[MATERIAL TO PROCESS Boundary: Start]

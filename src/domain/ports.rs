use crate::utils::error::Result;
use async_trait::async_trait;
use std::path::Path;
use std::time::Duration;

/// Seam to the R runtime that hosts the wrapped package. `eval` runs one
/// snippet and returns whatever it wrote to stdout; `version` reports the
/// interpreter version. Production code uses `RscriptEngine`; tests swap in
/// mocks.
#[async_trait]
pub trait Engine: Send + Sync {
    async fn eval(&self, script: &str) -> Result<Vec<u8>>;
    async fn version(&self) -> Result<String>;
}

pub trait ConfigProvider: Send + Sync {
    fn rscript_path(&self) -> Option<&Path>;
    fn package(&self) -> &str;
    fn timeout(&self) -> Duration;
    fn lib_paths(&self) -> &[String];
}
//! End-to-end coverage of the Rscript bridge against fake `Rscript`
//! binaries (shell shims in a temp dir), so no R installation is needed.

#![cfg(unix)]

use std::fs;
use std::os::unix::fs::PermissionsExt;
use std::path::{Path, PathBuf};
use tempfile::TempDir;
use utschooldata::{RscriptEngine, RuntimeConfig, SchoolDataError, Session};

fn fake_rscript(dir: &TempDir, body: &str) -> PathBuf {
    let path = dir.path().join("Rscript");
    fs::write(&path, format!("#!/bin/sh\n{}\n", body)).unwrap();

    let mut perms = fs::metadata(&path).unwrap().permissions();
    perms.set_mode(0o755);
    fs::set_permissions(&path, perms).unwrap();

    path
}

fn session_for(shim: &Path, timeout_secs: u64) -> Session<RscriptEngine<RuntimeConfig>> {
    let config = RuntimeConfig {
        rscript_path: Some(shim.to_path_buf()),
        timeout_secs,
        ..RuntimeConfig::default()
    };
    let package = config.package.clone();
    Session::new(RscriptEngine::new(config), package)
}

#[tokio::test]
async fn fetch_enr_parses_shim_csv() {
    let dir = TempDir::new().unwrap();
    let shim = fake_rscript(
        &dir,
        r#"cat <<'EOF'
end_year,district_id,district_name,school_id,school_name,grade_level,enrollment
2024,01,Alpine,100,Alpine Elementary,K,73
2024,01,Alpine,100,Alpine Elementary,1,
EOF"#,
    );

    let session = session_for(&shim, 30);
    let records = session.fetch_enr(2024).await.unwrap();

    assert_eq!(records.len(), 2);
    assert_eq!(records[0].district_name, "Alpine");
    assert_eq!(records[0].enrollment, Some(73));
    assert_eq!(records[1].enrollment, None);
}

#[tokio::test]
async fn get_available_years_reads_lines() {
    let dir = TempDir::new().unwrap();
    let shim = fake_rscript(&dir, "printf '2019\\n2020\\n2021\\n'");

    let session = session_for(&shim, 30);
    let years = session.get_available_years().await.unwrap();

    assert_eq!(years, vec![2019, 2020, 2021]);
}

#[tokio::test]
async fn failing_eval_surfaces_status_and_stderr() {
    let dir = TempDir::new().unwrap();
    let shim = fake_rscript(
        &dir,
        "echo 'Error in fetch_enr(end_year = 2024L) : boom' >&2\nexit 1",
    );

    let session = session_for(&shim, 30);
    let result = session.fetch_enr(2024).await;

    match result {
        Err(SchoolDataError::EvalFailed { status, stderr }) => {
            assert_eq!(status, 1);
            assert!(stderr.contains("boom"));
        }
        other => panic!("expected EvalFailed, got {:?}", other.err()),
    }
}

#[tokio::test]
async fn guard_exit_maps_to_package_missing() {
    let dir = TempDir::new().unwrap();
    let shim = fake_rscript(&dir, "exit 23");

    let session = session_for(&shim, 30);
    let result = session.fetch_enr(2024).await;

    match result {
        Err(SchoolDataError::PackageMissing { package }) => {
            assert_eq!(package, "utschooldata");
        }
        other => panic!("expected PackageMissing, got {:?}", other.err()),
    }
}

#[tokio::test]
async fn missing_binary_maps_to_runtime_not_found() {
    let dir = TempDir::new().unwrap();
    let missing = dir.path().join("no-such-Rscript");

    let session = session_for(&missing, 30);
    let result = session.get_available_years().await;

    match result {
        Err(SchoolDataError::RuntimeNotFound { program }) => {
            assert!(program.contains("no-such-Rscript"));
        }
        other => panic!("expected RuntimeNotFound, got {:?}", other.err()),
    }
}

#[tokio::test]
async fn slow_backend_times_out() {
    let dir = TempDir::new().unwrap();
    let shim = fake_rscript(&dir, "sleep 5");

    let session = session_for(&shim, 1);
    let result = session.get_available_years().await;

    assert!(matches!(
        result,
        Err(SchoolDataError::Timeout { seconds: 1 })
    ));
}

#[tokio::test]
async fn verify_reports_runtime_and_package_versions() {
    let dir = TempDir::new().unwrap();
    // Pre-4.2 style: the version banner lands on stderr.
    let shim = fake_rscript(
        &dir,
        r#"if [ "$1" = "--version" ]; then
  echo 'Rscript (R) scripting front-end version 4.4.1 (2024-06-14)' >&2
  exit 0
fi
printf '0.3.1'"#,
    );

    let session = session_for(&shim, 30);
    let info = session.verify().await.unwrap();

    assert_eq!(info.r_version, "4.4.1");
    assert_eq!(info.package_version, "0.3.1");
}

#[tokio::test]
async fn snippet_reaches_the_interpreter() {
    let dir = TempDir::new().unwrap();
    // Echo the -e payload back so the test can see what R would evaluate.
    let shim = fake_rscript(&dir, "shift\nprintf '%s' \"$2\" >&2\nexit 9");

    let session = session_for(&shim, 30);
    let result = session.fetch_enr(2024).await;

    match result {
        Err(SchoolDataError::EvalFailed { status, stderr }) => {
            assert_eq!(status, 9);
            assert!(stderr.contains("fetch_enr(end_year = 2024L)"));
        }
        other => panic!("expected EvalFailed, got {:?}", other.err()),
    }
}
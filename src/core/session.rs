use crate::core::script;
use crate::domain::model::EnrollmentRecord;
use crate::domain::ports::Engine;
use crate::utils::error::{Result, SchoolDataError};
use crate::utils::validation;

/// Versions of the two halves of the binding's backend, as reported by
/// `Session::verify`.
#[derive(Debug, Clone, PartialEq, Eq)]
pub struct BackendInfo {
    pub r_version: String,
    pub package_version: String,
}

/// A handle on the wrapped R package. Mirrors its public surface one
/// operation per function; everything behind `fetch_enr` and
/// `get_available_years` (download, tidy, cache) stays inside the package.
pub struct Session<E: Engine> {
    engine: E,
    package: String,
}

impl<E: Engine> Session<E> {
    pub fn new(engine: E, package: impl Into<String>) -> Self {
        Self {
            engine,
            package: package.into(),
        }
    }

    pub fn package(&self) -> &str {
        &self.package
    }

    /// Fall enrollment for the school year ending in `end_year`, one row per
    /// school and grade level.
    pub async fn fetch_enr(&self, end_year: i32) -> Result<Vec<EnrollmentRecord>> {
        validation::validate_package_name("package", &self.package)?;
        validation::validate_end_year("end_year", end_year)?;

        tracing::debug!("fetching enrollment for end year {}", end_year);
        let stdout = self.eval(&script::fetch_enr(&self.package, end_year)).await?;
        let records = parse_enrollment_csv(&stdout)?;
        tracing::debug!("backend returned {} enrollment rows", records.len());
        Ok(records)
    }

    /// End years the backend can currently fetch.
    pub async fn get_available_years(&self) -> Result<Vec<i32>> {
        validation::validate_package_name("package", &self.package)?;

        let stdout = self.eval(&script::available_years(&self.package)).await?;
        parse_years(&stdout)
    }

    /// Version string of the wrapped R package.
    pub async fn package_version(&self) -> Result<String> {
        validation::validate_package_name("package", &self.package)?;

        let stdout = self.eval(&script::package_version(&self.package)).await?;
        let version = String::from_utf8_lossy(&stdout).trim().to_string();
        if version.is_empty() {
            return Err(SchoolDataError::OutputError {
                message: "backend reported an empty package version".to_string(),
            });
        }
        Ok(version)
    }

    /// Confirm the backend is usable: the R runtime answers and the wrapped
    /// package loads. Failure here means a packaging or environment problem,
    /// not a data problem.
    pub async fn verify(&self) -> Result<BackendInfo> {
        let r_version = self.engine.version().await?;
        let package_version = self.package_version().await?;
        Ok(BackendInfo {
            r_version,
            package_version,
        })
    }

    async fn eval(&self, snippet: &str) -> Result<Vec<u8>> {
        self.engine.eval(snippet).await.map_err(|e| match e {
            SchoolDataError::EvalFailed { status, .. }
                if status == script::PACKAGE_MISSING_STATUS =>
            {
                SchoolDataError::PackageMissing {
                    package: self.package.clone(),
                }
            }
            other => other,
        })
    }
}

fn parse_enrollment_csv(raw: &[u8]) -> Result<Vec<EnrollmentRecord>> {
    let mut reader = csv::ReaderBuilder::new()
        .trim(csv::Trim::All)
        .from_reader(raw);

    let mut records = Vec::new();
    for row in reader.deserialize() {
        records.push(row?);
    }
    Ok(records)
}

fn parse_years(raw: &[u8]) -> Result<Vec<i32>> {
    let text = String::from_utf8(raw.to_vec()).map_err(|e| SchoolDataError::OutputError {
        message: format!("years listing is not UTF-8: {}", e),
    })?;

    let mut years = Vec::new();
    for line in text.lines() {
        let line = line.trim();
        if line.is_empty() {
            continue;
        }
        let year = line
            .parse::<i32>()
            .map_err(|_| SchoolDataError::OutputError {
                message: format!("expected a year, got '{}'", line),
            })?;
        years.push(year);
    }
    Ok(years)
}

[MATERIAL TO PROCESS Boundary: End]

Set down, exactly as they appear, the lines above from the first one to the line that holds "pub trait ConfigProvider: Send", both included, please, and no others.

filename src/domain/ports.rs
use crate::utils::error::Result;
use async_trait::async_trait;
use std::path::Path;
use std::time::Duration;

/// Seam to the R runtime that hosts the wrapped package. `eval` runs one
/// snippet and returns whatever it wrote to stdout; `version` reports the
/// interpreter version. Production code uses `RscriptEngine`; tests swap in
/// mocks.
#[async_trait]
pub trait Engine: Send + Sync {
    async fn eval(&self, script: &str) -> Result<Vec<u8>>;
    async fn version(&self) -> Result<String>;
}

pub trait ConfigProvider: Send + Sync {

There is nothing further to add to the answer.